According to the security expert Troy Mursch there is a vulnerability in more than 30 different Linksys routers that can be used to read the connected devices. As Linksys explains, the vulnerability should no longer exist since 2014. The manufacturer of the routers states that they have not succeeded in reproducing the security gap with current firmware.
As Arstechnica reports, Mursch nevertheless managed to find more than 20,000 routers that can still be read despite the current firmware. The security expert was able to retrieve more than 750,000 Mac addresses from connected devices and determine whether the default password of the affected routers had been changed by the user. In addition, the status of the firewall, the operating system of the connected devices and the WLAN settings can be read out.
On Pastebin.com Mursch has published a list of vulnerable router models. The vulnerability can be easily reproduced even by inexperienced users. To do this, only the IP address of the router is opened in the browser in order to call up the login field. The read data are contained in the JNAP files, which can be viewed without login data via the developer tools of the browser.
Login user interface can be called up online
By default, the login interface of the 33 Linksys routers can also be retrieved from the Internet, as this feature is required for the Linksys app. This cannot be deactivated without further ado.
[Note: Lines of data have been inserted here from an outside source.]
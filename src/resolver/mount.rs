//! Mount table
//!
//! Maps caller-chosen identifiers to path specifications so chains can be
//! written against stable names (`MOUNT` records) instead of full chains.
//! Identifiers are unique; registering a taken identifier or resolving an
//! unknown one fails.

use std::collections::HashMap;
use std::sync::Mutex;

use crate::error::{VfsError, VfsResult};
use crate::path_spec::PathSpec;

#[derive(Default)]
pub struct MountTable {
    entries: Mutex<HashMap<String, PathSpec>>,
}

impl MountTable {
    pub fn new() -> Self {
        Self::default()
    }

    pub fn register(&self, identifier: &str, spec: PathSpec) -> VfsResult<()> {
        let mut entries = self.entries.lock().expect("mount table poisoned");
        if entries.contains_key(identifier) {
            return Err(VfsError::PathSpec(format!(
                "mount identifier already registered: {}",
                identifier
            )));
        }
        entries.insert(identifier.to_string(), spec);
        Ok(())
    }

    pub fn deregister(&self, identifier: &str) -> VfsResult<()> {
        let mut entries = self.entries.lock().expect("mount table poisoned");
        entries
            .remove(identifier)
            .map(|_| ())
            .ok_or_else(|| VfsError::NotFound(format!("mount identifier: {}", identifier)))
    }

    pub fn resolve(&self, identifier: &str) -> VfsResult<PathSpec> {
        let entries = self.entries.lock().expect("mount table poisoned");
        entries
            .get(identifier)
            .cloned()
            .ok_or_else(|| VfsError::NotFound(format!("mount identifier: {}", identifier)))
    }

    pub fn identifiers(&self) -> Vec<String> {
        let entries = self.entries.lock().expect("mount table poisoned");
        let mut identifiers: Vec<String> = entries.keys().cloned().collect();
        identifiers.sort();
        identifiers
    }
}

#[cfg(test)]
mod tests {
    use super::*;

    fn os_spec(location: &str) -> PathSpec {
        PathSpec::Os {
            location: location.to_string(),
        }
    }

    #[test]
    fn test_register_resolve_deregister() {
        let table = MountTable::new();
        table.register("C", os_spec("/mnt/c.img")).unwrap();
        assert_eq!(table.resolve("C").unwrap(), os_spec("/mnt/c.img"));

        table.deregister("C").unwrap();
        assert!(matches!(table.resolve("C"), Err(VfsError::NotFound(_))));
    }

    #[test]
    fn test_duplicate_identifier() {
        let table = MountTable::new();
        table.register("evidence", os_spec("/a")).unwrap();
        assert!(matches!(
            table.register("evidence", os_spec("/b")),
            Err(VfsError::PathSpec(_))
        ));
    }

    #[test]
    fn test_unknown_identifier() {
        let table = MountTable::new();
        assert!(matches!(table.resolve("nope"), Err(VfsError::NotFound(_))));
        assert!(matches!(table.deregister("nope"), Err(VfsError::NotFound(_))));
    }
}
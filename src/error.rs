//! Error types for layered artifact access

use std::fmt;
use std::io;

/// Result type alias for VFS operations
pub type VfsResult<T> = Result<T, VfsError>;

/// Errors that can occur while resolving or reading layered artifacts
#[derive(Debug)]
pub enum VfsError {
    /// No back-end registered for the type indicator
    UnsupportedType(String),
    /// Malformed chain, missing/extra attribute, or orphan root type
    PathSpec(String),
    /// Path or entry absent
    NotFound(String),
    /// Host permission denied
    AccessDenied(String),
    /// Format violation: bad magic, truncated header, decode failure
    InvalidData(String),
    /// Structural inconsistency encountered mid-traversal
    CorruptVolume(String),
    /// Credential missing or wrong
    EncryptedVolumeLocked(String),
    /// Underlying decoder surfaced an opaque error
    BackEndFailure(String),
    /// Cooperative abort via cancellation token
    Cancelled,
    /// Caller-imposed deadline expired
    TimedOut,
}

impl fmt::Display for VfsError {
    fn fmt(&self, f: &mut fmt::Formatter<'_>) -> fmt::Result {
        match self {
            VfsError::UnsupportedType(e) => write!(f, "Unsupported type: {}", e),
            VfsError::PathSpec(e) => write!(f, "Path specification error: {}", e),
            VfsError::NotFound(e) => write!(f, "Not found: {}", e),
            VfsError::AccessDenied(e) => write!(f, "Access denied: {}", e),
            VfsError::InvalidData(e) => write!(f, "Invalid data: {}", e),
            VfsError::CorruptVolume(e) => write!(f, "Corrupt volume: {}", e),
            VfsError::EncryptedVolumeLocked(e) => {
                write!(f, "Encrypted volume locked: {}", e)
            }
            VfsError::BackEndFailure(e) => write!(f, "Back-end failure: {}", e),
            VfsError::Cancelled => write!(f, "Operation cancelled"),
            VfsError::TimedOut => write!(f, "Operation timed out"),
        }
    }
}

impl std::error::Error for VfsError {}

impl From<io::Error> for VfsError {
    fn from(err: io::Error) -> Self {
        match err.kind() {
            io::ErrorKind::NotFound => VfsError::NotFound(err.to_string()),
            io::ErrorKind::PermissionDenied => VfsError::AccessDenied(err.to_string()),
            io::ErrorKind::UnexpectedEof => VfsError::InvalidData(err.to_string()),
            _ => VfsError::BackEndFailure(err.to_string()),
        }
    }
}

impl From<rusqlite::Error> for VfsError {
    fn from(err: rusqlite::Error) -> Self {
        match err {
            rusqlite::Error::QueryReturnedNoRows => {
                VfsError::NotFound("query returned no rows".to_string())
            }
            other => VfsError::BackEndFailure(other.to_string()),
        }
    }
}

impl VfsError {
    /// Maps a VFS error to an equivalent `std::io::Error` for interop with
    /// readers that speak the standard I/O traits.
    pub fn into_io_error(self) -> io::Error {
        let kind = match &self {
            VfsError::NotFound(_) => io::ErrorKind::NotFound,
            VfsError::AccessDenied(_) => io::ErrorKind::PermissionDenied,
            VfsError::InvalidData(_) | VfsError::CorruptVolume(_) => {
                io::ErrorKind::InvalidData
            }
            VfsError::TimedOut => io::ErrorKind::TimedOut,
            VfsError::Cancelled => io::ErrorKind::Interrupted,
            _ => io::ErrorKind::Other,
        };
        io::Error::new(kind, self.to_string())
    }
}

#[cfg(test)]
mod tests {
    use super::*;

    #[test]
    fn test_io_error_mapping() {
        let err = io::Error::new(io::ErrorKind::NotFound, "gone");
        assert!(matches!(VfsError::from(err), VfsError::NotFound(_)));

        let err = io::Error::new(io::ErrorKind::PermissionDenied, "no");
        assert!(matches!(VfsError::from(err), VfsError::AccessDenied(_)));
    }

    #[test]
    fn test_display() {
        let err = VfsError::UnsupportedType("QCOW".to_string());
        assert_eq!(err.to_string(), "Unsupported type: QCOW");
    }
}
Of the approximately 20,000 routers, about 4,000 devices were still operated with the standard password. Hackers could easily log on to the devices’ web interface and change settings such as the WLAN password or DNS servers.
The gap was already reported to Linksys on 7 May, who are not providing an update due to the alleged impossibility of reproduction. Instead, the company claims that Mursch must have used firmware that was released before 2014, or that the tests were conducted with the firewall disabled. According to Mursch, however, the vulnerability is still present even with an active firewall and current firmware.
Currently there is no protection against the vulnerability. If Linksys decides to provide an update, most routers will be patched automatically, as most of the 15,000 routers have the autoupdate active.